Required action >>
Type again, exactly, the lines below from the start through the line that includes "along the output".

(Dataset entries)
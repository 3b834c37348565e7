use crate::backend::DenseMultiplyBackend;
use crate::error::{MatrixError, Result};
use crate::matrix::Matrix;

/// Cache-blocked multiplication.
///
/// The iteration space is cut into `tile_size`-wide blocks along the output
/// rows, the output columns and the contraction axis, visited in that
/// nesting order. Blocks at the edges are clamped to the true extent of each
/// axis. Partial sums are formed per contraction block and then added into
/// the output, so results may differ from [`multiply_naive`] in the last
/// bits.
///
/// [`multiply_naive`]: crate::cpu::multiply_naive
///
/// # Errors
/// - `InvalidTileSize` if `tile_size == 0`.
/// - `DimensionMismatch` if `mat1.ncol() != mat2.nrow()`; no result buffer is
///   allocated in that case.
pub fn multiply_tiled(mat1: &Matrix, mat2: &Matrix, tile_size: usize) -> Result<Matrix> {
    if tile_size == 0 {
        return Err(MatrixError::InvalidTileSize(tile_size));
    }
    if mat1.ncol() != mat2.nrow() {
        return Err(MatrixError::DimensionMismatch {
            m: mat1.nrow(),
            k: mat1.ncol(),
            k2: mat2.nrow(),
            n: mat2.ncol(),
        });
    }

    let (m, k, n) = (mat1.nrow(), mat1.ncol(), mat2.ncol());
    log::trace!("tiled multiply [{}x{}] @ [{}x{}], tile {}", m, k, k, n, tile_size);

    // Accumulation below is `+=`, so the output must start at zero.
    let mut ret = Matrix::zeros(m, n);

    for i in (0..m).step_by(tile_size) {
        let i_end = (i + tile_size).min(m);
        for j in (0..n).step_by(tile_size) {
            let j_end = (j + tile_size).min(n);
            for p in (0..k).step_by(tile_size) {
                let p_end = (p + tile_size).min(k);

                for ti in i..i_end {
                    for tj in j..j_end {
                        let mut v = 0.0;
                        for tp in p..p_end {
                            v += mat1.at(ti, tp) * mat2.at(tp, tj);
                        }
                        *ret.at_mut(ti, tj) += v;
                    }
                }
            }
        }
    }

    Ok(ret)
}

/// Cache-blocked backend with a fixed tile size.
#[derive(Debug, Clone)]
pub struct TiledBackend {
    tile_size: usize,
}

impl TiledBackend {
    /// # Errors
    /// Returns `InvalidTileSize` if `tile_size == 0`.
    pub fn new(tile_size: usize) -> Result<Self> {
        if tile_size == 0 {
            return Err(MatrixError::InvalidTileSize(tile_size));
        }
        Ok(TiledBackend { tile_size })
    }

    pub fn tile_size(&self) -> usize {
        self.tile_size
    }
}

impl DenseMultiplyBackend for TiledBackend {
    fn name(&self) -> &str {
        "tiled"
    }

    fn multiply(&self, a: &Matrix, b: &Matrix) -> Result<Matrix> {
        multiply_tiled(a, b, self.tile_size)
    }
}

#[cfg(test)]
mod tests {
    use super::*;
    use crate::cpu::multiply_naive;

    /// Integer-valued entries keep every partial sum exact.
    fn int_matrix(nrow: usize, ncol: usize, seed: usize) -> Matrix {
        let mut m = Matrix::new(nrow, ncol);
        for i in 0..nrow {
            for j in 0..ncol {
                *m.at_mut(i, j) = ((i * 7 + j * 3 + seed) % 11) as f64 - 5.0;
            }
        }
        m
    }

    #[test]
    fn test_tiled_basic() {
        let a = Matrix::from_rows(&[&[1.0, 2.0], &[3.0, 4.0]]).unwrap();
        let b = Matrix::from_rows(&[&[5.0, 6.0], &[7.0, 8.0]]).unwrap();
        let expected = Matrix::from_rows(&[&[19.0, 22.0], &[43.0, 50.0]]).unwrap();
        for tile in [1, 2, 3, 64] {
            assert_eq!(multiply_tiled(&a, &b, tile).unwrap(), expected);
        }
    }

    #[test]
    fn test_tiled_ragged_edges_match_naive() {
        // Non-square and not a multiple of any tested tile size.
        let a = int_matrix(7, 5, 1);
        let b = int_matrix(5, 9, 2);
        let expected = multiply_naive(&a, &b);
        for tile in [1, 2, 3, 4, 5, 7, 14] {
            assert_eq!(multiply_tiled(&a, &b, tile).unwrap(), expected, "tile {}", tile);
        }
    }

    #[test]
    fn test_contraction_longer_than_rows() {
        // k > m: every contraction block must be visited.
        let a = int_matrix(2, 10, 3);
        let b = int_matrix(10, 3, 4);
        assert_eq!(multiply_tiled(&a, &b, 3).unwrap(), multiply_naive(&a, &b));
    }

    #[test]
    fn test_dimension_mismatch() {
        let a = Matrix::new(2, 3);
        let b = Matrix::new(2, 2);
        assert_eq!(
            multiply_tiled(&a, &b, 2).unwrap_err(),
            MatrixError::DimensionMismatch { m: 2, k: 3, k2: 2, n: 2 }
        );
    }

    #[test]
    fn test_zero_tile_size() {
        let a = Matrix::identity(2);
        assert_eq!(
            multiply_tiled(&a, &a, 0).unwrap_err(),
            MatrixError::InvalidTileSize(0)
        );
        assert!(TiledBackend::new(0).is_err());
    }

    #[test]
    fn test_empty_contraction_is_zero() {
        let c = multiply_tiled(&Matrix::new(4, 0), &Matrix::new(0, 3), 2).unwrap();
        assert_eq!(c, Matrix::zeros(4, 3));
    }

    #[test]
    fn test_backend() {
        let backend = TiledBackend::new(16).unwrap();
        assert_eq!(backend.name(), "tiled");
        assert_eq!(backend.tile_size(), 16);
        let a = int_matrix(3, 3, 0);
        assert_eq!(backend.multiply(&a, &Matrix::identity(3)).unwrap(), a);
    }
}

Task solution >>
repository 3b834c37348565e7
use crate::backend::DenseMultiplyBackend;
use crate::error::{MatrixError, Result};
use crate::matrix::Matrix;

/// Cache-blocked multiplication.
///
/// The iteration space is cut into `tile_size`-wide blocks along the output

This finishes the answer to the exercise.